4. The method of claim 1, wherein said shape of said computer-generated object is based on at least an image extracted from said pre-recorded 2D video content.

5. The method of claim 2, wherein said color of said computer-generated object is based on at least a color extracted from said pre-recorded 2D video content.

6. The method of claim 3, wherein said movement of said computer-generated object from said background of said 3D viewing space to said foreground of said 3D viewing space is based on at least a sound extracted from said pre-recorded 2D video content.

7. The method of claim 6, wherein said sound comprises at least one of frequency, pitch, beat, and volume.

8. The method of claim 1, wherein said computer-generated object is a 2D object.

9. The method of claim 1, wherein said computer-generated object is a 3D object.

10. The method of claim 1, wherein at least one of said shape, color, and movement of said computer-generated object is based on ambient data, said ambient data comprising at least one of location, temperature, lighting, humidity, altitude, barometric pressure, date, and time.

11. The method of claim 1, wherein at least one of said shape, color, and movement of said computer-generated object is based on biometric data of said user.

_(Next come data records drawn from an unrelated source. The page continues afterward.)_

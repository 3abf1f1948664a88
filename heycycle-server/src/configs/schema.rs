use crate::models::{PowerStatusTable, Table};

pub struct SchemaManager {
    tables: Vec<Box<dyn Table + Send + Sync>>,
}

impl SchemaManager {
    /// Tables are created in the given order and disposed in reverse.
    pub fn new(tables: Vec<Box<dyn Table + Send + Sync>>) -> Self {
        Self { tables }
    }

    pub fn create_schema(&self) -> Vec<String> {
        self.tables.iter().map(|table| table.create()).collect()
    }

    pub fn dispose_schema(&self) -> Vec<String> {
        self.tables.iter().rev().map(|table| table.dispose()).collect()
    }

    pub fn table_names(&self) -> Vec<&'static str> {
        self.tables.iter().map(|table| table.name()).collect()
    }
}

impl Default for SchemaManager {
    fn default() -> Self {
        SchemaManager::new(vec![Box::new(PowerStatusTable)])
    }
}
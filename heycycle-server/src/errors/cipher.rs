#[derive(Debug, thiserror::Error)]
pub enum CipherError {
    #[error("App key must provide {expected} bytes, got {actual}")]
    InvalidKeyLength { expected: usize, actual: usize },

    #[error("Cipher text is not valid base64: {0}")]
    Encoding(#[from] base64::DecodeError),

    #[error("Cipher text has invalid padding")]
    Padding,

    #[error("Plain text is not valid UTF-8: {0}")]
    Utf8(#[from] std::string::FromUtf8Error),
}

12. The method of claim 1, wherein said step of using said pre-recorded 2D content to generate at least one computer-generated object is performed in real-time, after said step of receiving said pre-recorded 2D video content, but before said step of presenting said pre-recorded 2D video content to said user in a background of said 3D viewing space.

13. A system for providing a user with an immersive, three-dimensional (3D) experience of pre-recorded two-dimensional (2D) video content, comprising:

a virtual-reality (VR) headset configured to present content to a user via a 3D viewing space; and

a set-top box configured to: receive said pre-recorded 2D video content; present said pre-recorded 2D video content in a background of said 3D viewing space; use said pre-recorded 2D video content to generate at least one computer-generated object, wherein at least a shape of said computer-generated object is based on information extracted from said pre-recorded 2D video content; presenting said computer-generated object in said background of said 3D viewing space; and moving said computer-generated object from said background of said 3D viewing space to a foreground of said 3D viewing space to provide said user with said immersive, 3D experience of said pre-recorded 2D video content.

14. The system of claim 13, wherein said set-top box is further configured to use said information extracted from said pre-recorded 2D content to determine a color of said computer-generated object.

15. The system of claim 13, wherein said set-top box is further configured to use said information extracted from said pre-recorded 2D content to control movement of said computer-generated object.

16. The system of claim 13, wherein said set-top box is further configured to use at least an image extracted from said pre-recorded 2D video content to generate said shape of said computer-generated object.

17. The system of claim 14, wherein said set-top box is further configured to use at least a color extracted from said pre-recorded 2D video content to determine said color of said computer-generated object.

18. The system of claim 15, wherein said set-top box is further configured to use at least a sound extracted from said pre-recorded 2D video content to control said movement of said computer-generated object.

19. A method for providing a user with an immersive, three-dimensional (3D) experience via a Virtual Reality (VR) headset having a 3D viewing space, comprising:

presenting 2D video content to said user in said 3D viewing space;

using said 2D video content to generating at least one computer-generated object, wherein at least a shape of said computer-generated object is based on information extracted from said 2D video content;

presenting said computer-generated object to said user in said 3D viewing space; and

moving said computer-generated object from at least said background of said 3D viewing space to a foreground of said 3D viewing space to provide said user with said immersive, 3D experience.

20. The method of claim 19, wherein said 2D video content is presented in said background of said 3D viewing space.